[Stored data]
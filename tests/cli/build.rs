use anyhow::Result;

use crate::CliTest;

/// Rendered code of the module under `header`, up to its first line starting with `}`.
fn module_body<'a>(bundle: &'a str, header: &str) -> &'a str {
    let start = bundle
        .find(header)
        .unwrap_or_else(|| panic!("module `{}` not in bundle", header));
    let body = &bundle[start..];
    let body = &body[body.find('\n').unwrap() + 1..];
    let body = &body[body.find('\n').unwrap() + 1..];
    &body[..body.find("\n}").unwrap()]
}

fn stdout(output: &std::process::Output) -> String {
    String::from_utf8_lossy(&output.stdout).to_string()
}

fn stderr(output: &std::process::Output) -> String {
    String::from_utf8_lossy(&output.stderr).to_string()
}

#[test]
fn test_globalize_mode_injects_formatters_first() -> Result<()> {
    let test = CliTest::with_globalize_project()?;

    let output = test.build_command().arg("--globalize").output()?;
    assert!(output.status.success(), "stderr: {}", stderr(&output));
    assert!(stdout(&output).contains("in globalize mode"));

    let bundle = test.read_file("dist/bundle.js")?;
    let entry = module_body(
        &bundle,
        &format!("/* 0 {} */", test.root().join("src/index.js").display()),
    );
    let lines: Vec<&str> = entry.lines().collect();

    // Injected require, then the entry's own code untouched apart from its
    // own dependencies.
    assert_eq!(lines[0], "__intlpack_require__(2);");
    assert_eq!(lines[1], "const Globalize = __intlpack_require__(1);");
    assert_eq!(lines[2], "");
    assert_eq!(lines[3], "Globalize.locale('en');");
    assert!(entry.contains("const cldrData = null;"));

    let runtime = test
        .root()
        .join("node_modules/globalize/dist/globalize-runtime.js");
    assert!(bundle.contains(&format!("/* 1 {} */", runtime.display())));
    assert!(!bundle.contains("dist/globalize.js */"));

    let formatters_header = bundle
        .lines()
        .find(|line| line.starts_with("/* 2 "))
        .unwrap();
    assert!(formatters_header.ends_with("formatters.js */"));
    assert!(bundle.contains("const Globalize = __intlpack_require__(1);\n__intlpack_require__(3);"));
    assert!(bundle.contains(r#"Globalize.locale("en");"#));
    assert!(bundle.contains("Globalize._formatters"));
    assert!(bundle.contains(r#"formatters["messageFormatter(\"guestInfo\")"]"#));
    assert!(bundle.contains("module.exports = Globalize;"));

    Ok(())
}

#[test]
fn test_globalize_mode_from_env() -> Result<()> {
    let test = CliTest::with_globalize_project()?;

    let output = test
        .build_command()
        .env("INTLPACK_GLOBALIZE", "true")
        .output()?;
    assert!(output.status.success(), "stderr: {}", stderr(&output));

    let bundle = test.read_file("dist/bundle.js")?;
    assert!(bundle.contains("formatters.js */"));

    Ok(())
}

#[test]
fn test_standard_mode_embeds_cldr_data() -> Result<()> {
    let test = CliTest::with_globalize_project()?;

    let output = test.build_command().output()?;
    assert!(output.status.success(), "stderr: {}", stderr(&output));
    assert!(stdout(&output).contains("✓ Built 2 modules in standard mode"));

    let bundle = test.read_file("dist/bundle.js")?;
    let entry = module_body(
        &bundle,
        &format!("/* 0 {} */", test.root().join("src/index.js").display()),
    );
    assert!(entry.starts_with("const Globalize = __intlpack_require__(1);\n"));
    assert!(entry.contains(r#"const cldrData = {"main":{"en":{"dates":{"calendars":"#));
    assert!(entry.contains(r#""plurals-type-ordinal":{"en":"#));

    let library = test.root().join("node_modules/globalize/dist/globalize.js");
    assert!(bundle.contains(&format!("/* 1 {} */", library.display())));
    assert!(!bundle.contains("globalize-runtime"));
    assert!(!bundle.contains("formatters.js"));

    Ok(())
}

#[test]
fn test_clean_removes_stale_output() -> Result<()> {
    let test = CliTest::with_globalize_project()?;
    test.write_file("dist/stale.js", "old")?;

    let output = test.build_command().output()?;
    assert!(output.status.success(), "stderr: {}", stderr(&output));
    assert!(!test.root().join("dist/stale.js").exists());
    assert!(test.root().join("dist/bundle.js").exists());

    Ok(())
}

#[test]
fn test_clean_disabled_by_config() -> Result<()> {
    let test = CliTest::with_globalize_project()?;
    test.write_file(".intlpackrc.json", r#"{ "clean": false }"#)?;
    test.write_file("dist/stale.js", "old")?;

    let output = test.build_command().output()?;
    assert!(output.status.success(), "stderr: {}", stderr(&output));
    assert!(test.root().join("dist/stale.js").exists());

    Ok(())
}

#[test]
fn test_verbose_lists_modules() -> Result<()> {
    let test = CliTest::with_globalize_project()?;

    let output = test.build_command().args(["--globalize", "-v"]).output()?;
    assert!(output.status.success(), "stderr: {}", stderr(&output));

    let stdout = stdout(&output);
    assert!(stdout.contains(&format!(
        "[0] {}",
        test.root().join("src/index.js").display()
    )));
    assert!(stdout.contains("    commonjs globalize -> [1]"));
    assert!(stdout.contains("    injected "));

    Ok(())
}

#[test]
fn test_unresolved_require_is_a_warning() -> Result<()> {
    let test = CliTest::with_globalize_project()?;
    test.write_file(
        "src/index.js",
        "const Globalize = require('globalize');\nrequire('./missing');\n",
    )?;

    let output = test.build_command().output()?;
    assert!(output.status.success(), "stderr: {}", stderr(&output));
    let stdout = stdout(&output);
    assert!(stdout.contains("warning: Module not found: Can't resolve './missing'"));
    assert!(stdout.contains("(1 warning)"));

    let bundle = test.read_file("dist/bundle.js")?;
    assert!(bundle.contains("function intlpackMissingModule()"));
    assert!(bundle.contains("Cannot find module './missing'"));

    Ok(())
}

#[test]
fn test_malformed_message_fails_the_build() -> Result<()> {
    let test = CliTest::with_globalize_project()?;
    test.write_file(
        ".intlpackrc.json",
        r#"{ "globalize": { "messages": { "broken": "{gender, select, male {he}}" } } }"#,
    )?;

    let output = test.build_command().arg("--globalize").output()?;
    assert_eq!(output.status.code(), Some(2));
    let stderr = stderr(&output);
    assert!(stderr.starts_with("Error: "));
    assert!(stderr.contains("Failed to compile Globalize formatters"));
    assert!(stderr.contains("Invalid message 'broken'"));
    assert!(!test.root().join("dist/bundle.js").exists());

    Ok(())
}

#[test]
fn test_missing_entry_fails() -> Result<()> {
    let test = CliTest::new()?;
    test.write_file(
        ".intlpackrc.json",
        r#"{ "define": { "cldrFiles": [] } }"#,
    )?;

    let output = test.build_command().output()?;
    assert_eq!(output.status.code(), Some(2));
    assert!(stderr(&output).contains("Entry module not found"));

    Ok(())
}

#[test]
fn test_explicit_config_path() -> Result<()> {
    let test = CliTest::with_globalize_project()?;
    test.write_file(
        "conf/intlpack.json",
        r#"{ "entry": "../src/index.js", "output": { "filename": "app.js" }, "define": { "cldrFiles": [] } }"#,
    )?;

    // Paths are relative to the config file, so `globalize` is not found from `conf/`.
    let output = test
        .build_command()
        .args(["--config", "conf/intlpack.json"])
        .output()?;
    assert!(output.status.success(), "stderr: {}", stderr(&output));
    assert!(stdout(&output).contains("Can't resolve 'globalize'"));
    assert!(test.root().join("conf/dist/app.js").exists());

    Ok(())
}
* * *
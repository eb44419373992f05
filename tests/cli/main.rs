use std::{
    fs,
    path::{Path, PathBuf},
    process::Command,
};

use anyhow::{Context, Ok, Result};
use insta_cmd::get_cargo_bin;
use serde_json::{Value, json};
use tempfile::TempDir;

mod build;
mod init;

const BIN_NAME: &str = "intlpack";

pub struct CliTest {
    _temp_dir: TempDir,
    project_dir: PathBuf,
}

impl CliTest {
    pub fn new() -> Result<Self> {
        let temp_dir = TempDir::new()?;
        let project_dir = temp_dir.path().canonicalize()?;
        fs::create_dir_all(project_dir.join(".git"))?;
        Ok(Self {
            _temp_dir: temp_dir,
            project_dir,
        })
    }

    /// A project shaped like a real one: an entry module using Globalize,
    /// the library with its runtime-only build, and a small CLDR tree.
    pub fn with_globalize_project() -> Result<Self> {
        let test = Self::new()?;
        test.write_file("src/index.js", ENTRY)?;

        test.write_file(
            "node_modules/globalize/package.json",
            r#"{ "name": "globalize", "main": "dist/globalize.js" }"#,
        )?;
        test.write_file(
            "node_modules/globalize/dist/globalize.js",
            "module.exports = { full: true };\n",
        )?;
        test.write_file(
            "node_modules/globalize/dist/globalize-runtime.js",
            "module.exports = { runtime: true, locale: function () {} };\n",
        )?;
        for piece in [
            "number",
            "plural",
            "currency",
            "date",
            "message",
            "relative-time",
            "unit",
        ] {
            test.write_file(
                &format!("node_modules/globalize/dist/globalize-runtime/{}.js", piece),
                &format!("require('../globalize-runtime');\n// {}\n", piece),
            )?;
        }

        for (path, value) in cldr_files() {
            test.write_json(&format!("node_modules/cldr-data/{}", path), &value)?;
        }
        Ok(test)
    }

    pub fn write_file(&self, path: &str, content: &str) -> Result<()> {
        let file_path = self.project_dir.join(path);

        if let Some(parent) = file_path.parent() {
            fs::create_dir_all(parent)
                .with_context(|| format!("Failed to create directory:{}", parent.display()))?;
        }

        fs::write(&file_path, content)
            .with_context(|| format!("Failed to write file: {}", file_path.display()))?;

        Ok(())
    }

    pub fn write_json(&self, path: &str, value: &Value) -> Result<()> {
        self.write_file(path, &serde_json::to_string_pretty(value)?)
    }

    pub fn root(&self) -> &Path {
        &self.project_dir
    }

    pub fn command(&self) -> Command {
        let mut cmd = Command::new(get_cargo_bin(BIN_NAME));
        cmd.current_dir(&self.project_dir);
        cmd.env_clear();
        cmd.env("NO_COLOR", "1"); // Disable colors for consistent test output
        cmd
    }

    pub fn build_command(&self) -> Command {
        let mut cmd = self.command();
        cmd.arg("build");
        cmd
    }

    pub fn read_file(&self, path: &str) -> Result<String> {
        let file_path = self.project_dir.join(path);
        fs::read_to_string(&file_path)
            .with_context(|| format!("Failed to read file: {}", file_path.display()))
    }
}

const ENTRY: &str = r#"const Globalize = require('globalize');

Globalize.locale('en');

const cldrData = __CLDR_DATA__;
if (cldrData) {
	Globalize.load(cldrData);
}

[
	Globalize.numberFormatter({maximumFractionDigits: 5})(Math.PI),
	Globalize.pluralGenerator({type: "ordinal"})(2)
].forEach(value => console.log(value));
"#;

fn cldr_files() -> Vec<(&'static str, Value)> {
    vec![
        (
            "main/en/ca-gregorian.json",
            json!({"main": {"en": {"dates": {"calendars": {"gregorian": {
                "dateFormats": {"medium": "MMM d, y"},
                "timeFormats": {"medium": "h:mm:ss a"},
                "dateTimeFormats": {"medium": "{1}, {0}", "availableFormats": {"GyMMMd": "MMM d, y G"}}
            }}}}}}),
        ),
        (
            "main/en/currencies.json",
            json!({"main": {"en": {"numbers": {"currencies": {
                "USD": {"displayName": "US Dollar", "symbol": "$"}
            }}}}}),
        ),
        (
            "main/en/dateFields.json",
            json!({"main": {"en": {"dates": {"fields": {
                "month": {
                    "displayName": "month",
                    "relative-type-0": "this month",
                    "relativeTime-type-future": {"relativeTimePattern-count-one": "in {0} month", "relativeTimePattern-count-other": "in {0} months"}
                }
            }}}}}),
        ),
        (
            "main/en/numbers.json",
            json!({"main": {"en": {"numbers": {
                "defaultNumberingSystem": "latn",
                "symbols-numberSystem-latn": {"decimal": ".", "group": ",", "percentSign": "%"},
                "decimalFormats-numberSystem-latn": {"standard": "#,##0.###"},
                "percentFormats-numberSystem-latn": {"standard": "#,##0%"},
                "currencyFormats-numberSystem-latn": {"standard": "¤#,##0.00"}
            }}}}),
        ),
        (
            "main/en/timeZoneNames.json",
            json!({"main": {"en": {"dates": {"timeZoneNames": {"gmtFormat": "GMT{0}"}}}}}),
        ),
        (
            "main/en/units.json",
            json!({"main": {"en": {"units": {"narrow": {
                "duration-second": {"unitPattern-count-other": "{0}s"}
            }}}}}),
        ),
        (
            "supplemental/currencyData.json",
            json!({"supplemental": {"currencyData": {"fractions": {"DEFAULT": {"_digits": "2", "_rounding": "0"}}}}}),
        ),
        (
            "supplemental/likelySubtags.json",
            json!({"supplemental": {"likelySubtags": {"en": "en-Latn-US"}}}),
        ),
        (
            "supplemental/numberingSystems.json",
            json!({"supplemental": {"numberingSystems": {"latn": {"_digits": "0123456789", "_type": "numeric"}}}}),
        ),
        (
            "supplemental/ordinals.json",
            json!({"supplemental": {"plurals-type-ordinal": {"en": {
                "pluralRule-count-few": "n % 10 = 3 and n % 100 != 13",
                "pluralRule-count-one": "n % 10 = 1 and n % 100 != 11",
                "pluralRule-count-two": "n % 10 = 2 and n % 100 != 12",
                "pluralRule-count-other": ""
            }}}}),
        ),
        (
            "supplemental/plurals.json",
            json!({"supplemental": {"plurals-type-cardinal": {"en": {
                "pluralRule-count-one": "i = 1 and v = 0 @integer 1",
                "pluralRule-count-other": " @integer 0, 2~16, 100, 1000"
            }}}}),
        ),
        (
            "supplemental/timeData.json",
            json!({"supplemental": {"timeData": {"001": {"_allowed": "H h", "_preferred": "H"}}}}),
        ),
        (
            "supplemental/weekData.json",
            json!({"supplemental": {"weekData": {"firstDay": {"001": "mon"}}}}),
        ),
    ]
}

* [Exercise brief]
Starting at the line above that contains "filename tests/cli/build.rs", repeat each line exactly up to and including the line that contains "let lines: Vec<&str>", and stop there.

* [Answer for this exercise]
filename tests/cli/build.rs
use anyhow::Result;

use crate::CliTest;

/// Rendered code of the module under `header`, up to its first line starting with `}`.
fn module_body<'a>(bundle: &'a str, header: &str) -> &'a str {
    let start = bundle
        .find(header)
        .unwrap_or_else(|| panic!("module `{}` not in bundle", header));
    let body = &bundle[start..];
    let body = &body[body.find('\n').unwrap() + 1..];
    let body = &body[body.find('\n').unwrap() + 1..];
    &body[..body.find("\n}").unwrap()]
}

fn stdout(output: &std::process::Output) -> String {
    String::from_utf8_lossy(&output.stdout).to_string()
}

fn stderr(output: &std::process::Output) -> String {
    String::from_utf8_lossy(&output.stderr).to_string()
}

#[test]
fn test_globalize_mode_injects_formatters_first() -> Result<()> {
    let test = CliTest::with_globalize_project()?;

    let output = test.build_command().arg("--globalize").output()?;
    assert!(output.status.success(), "stderr: {}", stderr(&output));
    assert!(stdout(&output).contains("in globalize mode"));

    let bundle = test.read_file("dist/bundle.js")?;
    let entry = module_body(
        &bundle,
        &format!("/* 0 {} */", test.root().join("src/index.js").display()),
    );
    let lines: Vec<&str> = entry.lines().collect();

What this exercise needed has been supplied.